▶ Exercise aim
All lines in the listing below from the one containing "highest version wins" through the last should be written out exactly, and only those.

--- Given records ---

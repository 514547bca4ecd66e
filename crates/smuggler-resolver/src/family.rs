//! Per-family resolution behaviour.
//!
//! One driver plus a small capability-pack per family replaces the deep
//! class hierarchy a per-manager design would suggest: the only things
//! that actually differ are the version order, the extra capability keys a
//! lookup should try, and how optional edges are gated.

use crate::ResolverOptions;
use smuggler_core::package::capability_base;
use smuggler_core::{DepKind, Dependency, Package, PackageFamily};
use std::cmp::Ordering;

/// Family-specific hooks the resolver driver consults.
#[derive(Debug, Clone, Copy)]
pub struct FamilyOps {
    family: PackageFamily,
}

impl FamilyOps {
    /// The pack for a family.
    #[must_use]
    pub const fn new(family: PackageFamily) -> Self {
        Self { family }
    }

    /// The family.
    #[must_use]
    pub const fn family(&self) -> PackageFamily {
        self.family
    }

    /// Optional out-of-band dependency source.
    ///
    /// The design leaves room for an API-backed dependency feed per
    /// family; none of the three currently has one, so metadata-derived
    /// dependencies are always used.
    #[must_use]
    pub fn deps_override(&self, _pkg: &Package) -> Option<Vec<Dependency>> {
        None
    }

    /// Alternate lookup keys to try when a capability finds no candidates
    /// under its literal name.
    ///
    /// - APK: `so:` and `cmd:` prefixed forms of bare names
    /// - YUM: the name with any `(...)` suffix stripped
    /// - APT: the name with any `:arch` qualifier stripped
    #[must_use]
    pub fn candidate_keys(&self, dep_name: &str) -> Vec<String> {
        let mut keys = Vec::new();
        match self.family {
            PackageFamily::Apk => {
                if !dep_name.contains(':') {
                    keys.push(format!("so:{dep_name}"));
                    keys.push(format!("cmd:{dep_name}"));
                }
            }
            PackageFamily::Yum => {
                let base = capability_base(dep_name);
                if base != dep_name {
                    keys.push(base.to_string());
                }
            }
            PackageFamily::Apt => {
                if let Some((base, _arch)) = dep_name.split_once(':') {
                    if !base.is_empty() {
                        keys.push(base.to_string());
                    }
                }
            }
        }
        keys
    }

    /// Whether an edge is followed under the given options.
    #[must_use]
    pub fn follows(&self, dep: &Dependency, options: &ResolverOptions) -> bool {
        match dep.kind {
            DepKind::Requires => true,
            DepKind::Recommends => options.include_recommends,
            DepKind::Suggests => options.include_optional,
        }
    }

    /// Compare two packages for best-match selection: higher version
    /// first, ties broken by repository rank.
    #[must_use]
    pub fn best_match_cmp(
        &self,
        a: &Package,
        a_rank: (u32, bool, usize),
        b: &Package,
        b_rank: (u32, bool, usize),
    ) -> Ordering {
        // highest version wins
        self.family
            .compare(&a.full_version(), &b.full_version())
            // lower priority number wins
            .then_with(|| b_rank.0.cmp(&a_rank.0))
            // official before unofficial
            .then_with(|| a_rank.1.cmp(&b_rank.1))
            // earlier indexing wins
            .then_with(|| b_rank.2.cmp(&a_rank.2))
    }
}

---

▶ Written answer
        // highest version wins
        self.family
            .compare(&a.full_version(), &b.full_version())
            // lower priority number wins
            .then_with(|| b_rank.0.cmp(&a_rank.0))
            // official before unofficial
            .then_with(|| a_rank.1.cmp(&b_rank.1))
            // earlier indexing wins
            .then_with(|| b_rank.2.cmp(&a_rank.2))
    }
}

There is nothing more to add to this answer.